[ACTION ITEM]
Each line below that carries the string "Organic" must appear in the answer.

### EXTRACTED INFORMATION ###

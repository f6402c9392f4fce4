//! # grooso-store: Durable Storage for the Grooso Cart
//!
//! A synchronous key-value store (the local-storage equivalent) and the cart
//! snapshot protocol built on it.
//!
//! ## Architecture Position
//! ```text
//! ┌─────────────────────────────────────────────────────────────────────────┐
//! │                        Grooso Data Flow                                 │
//! │                                                                         │
//! │  CartStore mutation (add / remove / update / clear)                    │
//! │       │                                                                 │
//! │       ▼                                                                 │
//! │  ┌─────────────────────────────────────────────────────────────────┐   │
//! │  │                   grooso-store (THIS CRATE)                     │   │
//! │  │                                                                 │   │
//! │  │   ┌────────────────────┐      ┌──────────────────────────────┐ │   │
//! │  │   │ KvCartPersistence  │─────►│ KeyValueStore                │ │   │
//! │  │   │ (persistence.rs)   │      │  ├── MemoryStore (memory.rs) │ │   │
//! │  │   │ load / save JSON   │      │  └── SqliteStore (sqlite.rs) │ │   │
//! │  │   └────────────────────┘      └──────────────────────────────┘ │   │
//! │  │                                                                 │   │
//! │  └─────────────────────────────────────────────────────────────────┘   │
//! │       │                                                                 │
//! │       ▼                                                                 │
//! │  SQLite file: <app data>/grooso.db (kv_store table)                    │
//! └─────────────────────────────────────────────────────────────────────────┘
//! ```
//!
//! ## Usage
//!
//! ```rust,ignore
//! use grooso_store::{CartPersistence, KvCartPersistence, SqliteStore, StoreConfig};
//!
//! let store = SqliteStore::open(StoreConfig::new("grooso.db"))?;
//! let persistence = KvCartPersistence::new(store);
//! let cart = persistence.load();
//! ```

// =============================================================================
// Module Declarations
// =============================================================================

pub mod error;
pub mod kv;
pub mod memory;
pub mod migrations;
pub mod persistence;
pub mod sqlite;

// =============================================================================
// Re-exports
// =============================================================================

pub use error::{StoreError, StoreResult};
pub use kv::KeyValueStore;
pub use memory::MemoryStore;
pub use persistence::{CartPersistence, KvCartPersistence};
pub use sqlite::{SqliteStore, StoreConfig};
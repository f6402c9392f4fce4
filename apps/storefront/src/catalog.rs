//! # Product Catalog
//!
//! Where the cart gets products from. The cart only reads a product at
//! add-to-cart time; after that the line item carries its own price snapshot.
//!
//! ## Lookup Flow
//! ```text
//! ┌─────────────────────────────────────────────────────────────────────────┐
//! │                       Catalog Lookups                                   │
//! │                                                                         │
//! │  list_products(filter) ──► CatalogProvider::filter                      │
//! │                              │                                          │
//! │                              ├── order type   (express / citymart / …)  │
//! │                              ├── category     (exact, case-insensitive) │
//! │                              ├── in stock only                          │
//! │                              └── query        (substring of name,       │
//! │                                                vendor or category)      │
//! │                                                                         │
//! │  add_to_cart(id) ────────► CatalogProvider::product(id)                 │
//! │                              └── None → NOT_FOUND                       │
//! └─────────────────────────────────────────────────────────────────────────┘
//! ```
//!
//! Filtering is a linear scan with no ranking; the fixture catalog has a
//! handful of products.

use grooso_core::validation::validate_product;
use grooso_core::{CoreResult, Money, OrderType, Product};
use std::collections::HashSet;
use tracing::{debug, warn};

// =============================================================================
// Provider Trait
// =============================================================================

/// Read-only product source.
pub trait CatalogProvider {
    /// All products, in display order.
    fn products(&self) -> Vec<Product>;

    /// Looks up one product by id.
    fn product(&self, id: &str) -> Option<Product> {
        self.products().into_iter().find(|p| p.id == id)
    }

    /// Products matching every criterion set in `filter`.
    fn filter(&self, filter: &ProductFilter) -> Vec<Product> {
        self.products()
            .into_iter()
            .filter(|p| filter.matches(p))
            .collect()
    }
}

/// Product search criteria. Unset fields match everything.
#[derive(Debug, Clone, Default, PartialEq, Eq)]
pub struct ProductFilter {
    pub order_type: Option<OrderType>,
    pub category: Option<String>,
    /// Case-insensitive substring of name, vendor or category
    pub query: Option<String>,
    pub in_stock_only: bool,
}

impl ProductFilter {
    pub fn matches(&self, product: &Product) -> bool {
        if self.order_type.is_some_and(|t| t != product.order_type) {
            return false;
        }

        if let Some(category) = &self.category {
            if !product.category.eq_ignore_ascii_case(category) {
                return false;
            }
        }

        if self.in_stock_only && !product.in_stock {
            return false;
        }

        match self.query.as_deref().map(str::to_lowercase) {
            Some(query) if !query.is_empty() => [&product.name, &product.vendor, &product.category]
                .iter()
                .any(|field| field.to_lowercase().contains(&query)),
            _ => true,
        }
    }
}

// =============================================================================
// Fixture Catalog
// =============================================================================

/// In-memory catalog, seeded with the storefront's demo products.
#[derive(Debug, Clone)]
pub struct FixtureCatalog {
    products: Vec<Product>,
}

impl FixtureCatalog {
    /// The demo catalog.
    pub fn new() -> Self {
        FixtureCatalog {
            products: fixture_products(),
        }
    }

    /// Builds a catalog from `products`.
    ///
    /// Every product is validated. When an id repeats, the first occurrence
    /// wins and the rest are dropped.
    pub fn with_products(products: Vec<Product>) -> CoreResult<Self> {
        let mut seen = HashSet::new();
        let mut kept = Vec::with_capacity(products.len());

        for product in products {
            validate_product(&product)?;
            if seen.insert(product.id.clone()) {
                kept.push(product);
            } else {
                warn!(product_id = %product.id, "Duplicate catalog id, keeping first");
            }
        }

        debug!(count = kept.len(), "Catalog loaded");
        Ok(FixtureCatalog { products: kept })
    }

    pub fn len(&self) -> usize {
        self.products.len()
    }

    pub fn is_empty(&self) -> bool {
        self.products.is_empty()
    }
}

impl Default for FixtureCatalog {
    fn default() -> Self {
        Self::new()
    }
}

impl CatalogProvider for FixtureCatalog {
    fn products(&self) -> Vec<Product> {
        self.products.clone()
    }

    fn product(&self, id: &str) -> Option<Product> {
        self.products.iter().find(|p| p.id == id).cloned()
    }
}

// =============================================================================
// Demo Data
// =============================================================================

const PEXELS_QUERY: &str = "?auto=compress&cs=tinysrgb&w=500";

fn pexels(photo: u32) -> String {
    format!("https://images.pexels.com/photos/{photo}/pexels-photo-{photo}.jpeg{PEXELS_QUERY}")
}

#[allow(clippy::too_many_arguments)]
fn demo(
    id: &str,
    name: &str,
    category: &str,
    (price, original): (i64, i64),
    image: String,
    (rating, reviews): (f32, u32),
    in_stock: bool,
    vendor: &str,
    description: &str,
    features: &[&str],
    order_type: OrderType,
) -> Product {
    Product {
        id: id.to_string(),
        name: name.to_string(),
        category: category.to_string(),
        price: Money::from_rupees(price),
        original_price: Some(Money::from_rupees(original)),
        image: Some(image),
        rating,
        reviews,
        in_stock,
        vendor: vendor.to_string(),
        description: description.to_string(),
        features: features.iter().map(|f| f.to_string()).collect(),
        order_type,
    }
}

#[rustfmt::skip]
fn fixture_products() -> Vec<Product> {
    use OrderType::*;

    vec![
        // Home page recommendations
        demo("13", "Lotion", "Health & Beauty", (260, 320), pexels(4465124), (2.66, 45), true,
            "Beauty Store", "Moisturizing body lotion for daily use",
            &["Moisturizing", "Natural Ingredients", "All Skin Types"], Nationwide),
        demo("14", "Wireless", "Electronics", (999, 1299), pexels(3394650), (4.941, 203), true,
            "TechWorld Electronics", "Premium wireless headphones with noise cancellation",
            &["Noise Cancellation", "20h Battery", "Quick Charge"], Nationwide),
        demo("15", "T-shirt", "Clothing", (350, 450), pexels(1020585), (5.0, 156), true,
            "Fashion Hub", "Comfortable cotton t-shirt for everyday wear",
            &["100% Cotton", "Machine Washable", "Multiple Colors"], Nationwide),
        demo("16", "Laptop", "Electronics", (44990, 54990),
            format!("https://images.pexels.com/photos/18105/pexels-photo.jpg{PEXELS_QUERY}"),
            (4.4, 89), true, "Tech Store", "High-performance laptop for work and gaming",
            &["Intel i5", "8GB RAM", "512GB SSD"], Nationwide),

        // Express (dine out)
        demo("1", "Chicken Biryani", "Food & Beverages", (299, 349), pexels(1893556), (4.5, 128), true,
            "Biryani House Restaurant", "Authentic Hyderabadi chicken biryani with aromatic spices",
            &["30 min delivery", "Hot & Fresh", "Authentic Recipe"], Express),
        demo("2", "Margherita Pizza", "Food & Beverages", (249, 299), pexels(315755), (4.3, 89), true,
            "Pizza Corner Restaurant", "Classic margherita pizza with fresh mozzarella and basil",
            &["Wood Fired", "Fresh Ingredients", "Italian Style"], Express),

        // City mart
        demo("3", "Fresh Vegetables Bundle", "Food & Beverages", (199, 249), pexels(1300972), (4.7, 45), true,
            "Fresh Mart Store", "Daily fresh vegetables bundle with seasonal produce",
            &["Farm Fresh", "Organic", "Same Day Delivery"], Citymart),
        demo("4", "Dairy Products Combo", "Food & Beverages", (159, 189), pexels(236010), (4.6, 67), true,
            "Daily Needs Store", "Fresh milk, yogurt, and cheese combo pack",
            &["Fresh Daily", "Local Dairy", "Quality Assured"], Citymart),

        // Nationwide
        demo("5", "Wireless Bluetooth Headphones", "Electronics", (2999, 3999), pexels(3394650), (4.5, 203), true,
            "TechWorld Electronics", "Premium wireless headphones with noise cancellation",
            &["Noise Cancellation", "20h Battery", "Quick Charge"], Nationwide),
        demo("6", "Cotton Casual T-Shirt", "Clothing", (599, 899), pexels(1020585), (4.2, 156), true,
            "Fashion Hub", "Comfortable cotton t-shirt for everyday wear",
            &["100% Cotton", "Machine Washable", "Multiple Colors"], Nationwide),
        demo("7", "LED Desk Lamp", "Home & Garden", (1299, 1699), pexels(1112598), (4.7, 89), true,
            "Home Essentials", "Adjustable LED desk lamp with touch control",
            &["Touch Control", "Adjustable", "Energy Efficient"], Nationwide),
        demo("8", "Fitness Tracker Watch", "Sports", (4999, 6999), pexels(393047), (4.3, 234), false,
            "SportsTech", "Advanced fitness tracker with heart rate monitoring",
            &["Heart Rate Monitor", "GPS Tracking", "Water Resistant"], Nationwide),
        demo("9", "Organic Green Tea", "Food & Beverages", (399, 499), pexels(1417945), (4.6, 78), true,
            "Organic Valley", "Premium organic green tea leaves",
            &["Organic Certified", "Antioxidant Rich", "100g Pack"], Citymart),
        demo("10", "Smartphone Stand", "Electronics", (799, 1099), pexels(147413), (4.1, 45), true,
            "Gadget Store", "Adjustable smartphone stand for desk",
            &["Adjustable Angle", "Stable Base", "Universal Fit"], Nationwide),

        // More express
        demo("11", "Butter Chicken", "Food & Beverages", (329, 379), pexels(2474661), (4.6, 156), true,
            "Punjabi Dhaba Restaurant", "Creamy butter chicken with naan bread",
            &["Authentic Recipe", "Creamy Gravy", "Served Hot"], Express),
        demo("12", "Veg Hakka Noodles", "Food & Beverages", (189, 229), pexels(1907244), (4.2, 92), true,
            "Chinese Corner Restaurant", "Stir-fried noodles with fresh vegetables",
            &["Fresh Vegetables", "Indo-Chinese", "Spicy"], Express),
    ]
}

// =============================================================================
// Unit Tests
// =============================================================================

#[cfg(test)]
mod tests {
    use super::*;
    use grooso_core::ValidationError;

    fn ids(products: &[Product]) -> Vec<&str> {
        products.iter().map(|p| p.id.as_str()).collect()
    }

    #[test]
    fn test_fixture_catalog_is_valid_and_unique() {
        let catalog = FixtureCatalog::with_products(fixture_products()).unwrap();
        assert_eq!(catalog.len(), 16);
        assert_eq!(FixtureCatalog::new().len(), 16);
    }

    #[test]
    fn test_product_lookup() {
        let catalog = FixtureCatalog::new();

        let biryani = catalog.product("1").unwrap();
        assert_eq!(biryani.name, "Chicken Biryani");
        assert_eq!(biryani.price.rupees(), 299);
        assert_eq!(biryani.discount_percent(), 14);

        assert!(!catalog.product("8").unwrap().in_stock);
        assert!(catalog.product("99").is_none());
    }

    #[test]
    fn test_filter_by_order_type() {
        let catalog = FixtureCatalog::new();
        let filter = ProductFilter {
            order_type: Some(OrderType::Express),
            ..Default::default()
        };

        assert_eq!(ids(&catalog.filter(&filter)), vec!["1", "2", "11", "12"]);
    }

    #[test]
    fn test_filter_by_category_and_stock() {
        let catalog = FixtureCatalog::new();

        let sports = ProductFilter {
            category: Some("sports".to_string()),
            ..Default::default()
        };
        assert_eq!(ids(&catalog.filter(&sports)), vec!["8"]);

        let in_stock_sports = ProductFilter {
            in_stock_only: true,
            ..sports
        };
        assert!(catalog.filter(&in_stock_sports).is_empty());
    }

    #[test]
    fn test_filter_by_query_matches_name_vendor_category() {
        let catalog = FixtureCatalog::new();
        let query = |q: &str| ProductFilter {
            query: Some(q.to_string()),
            ..Default::default()
        };

        assert_eq!(ids(&catalog.filter(&query("BIRYANI"))), vec!["1"]);
        assert_eq!(ids(&catalog.filter(&query("fashion hub"))), vec!["15", "6"]);
        assert_eq!(catalog.filter(&query("home & garden")).len(), 1);
        assert_eq!(catalog.filter(&query("")).len(), 16);
        assert!(catalog.filter(&query("sushi")).is_empty());
    }

    #[test]
    fn test_with_products_dedups_by_id() {
        let mut products = fixture_products();
        let mut duplicate = products[0].clone();
        duplicate.price = Money::from_rupees(1);
        products.push(duplicate);

        let catalog = FixtureCatalog::with_products(products).unwrap();
        assert_eq!(catalog.len(), 16);
        assert_eq!(catalog.product("13").unwrap().price.rupees(), 260);
    }

    #[test]
    fn test_with_products_rejects_invalid() {
        let mut products = fixture_products();
        products[3].price = Money::from_rupees(-5);

        let err = FixtureCatalog::with_products(products).unwrap_err();
        assert!(matches!(
            err,
            grooso_core::CoreError::Validation(ValidationError::MustNotBeNegative { .. })
        ));
    }
}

###

[RESPONSE TO THE EXERCISE]
            &["Farm Fresh", "Organic", "Same Day Delivery"], Citymart),
        demo("9", "Organic Green Tea", "Food & Beverages", (399, 499), pexels(1417945), (4.6, 78), true,
            "Organic Valley", "Premium organic green tea leaves",
            &["Organic Certified", "Antioxidant Rich", "100g Pack"], Citymart),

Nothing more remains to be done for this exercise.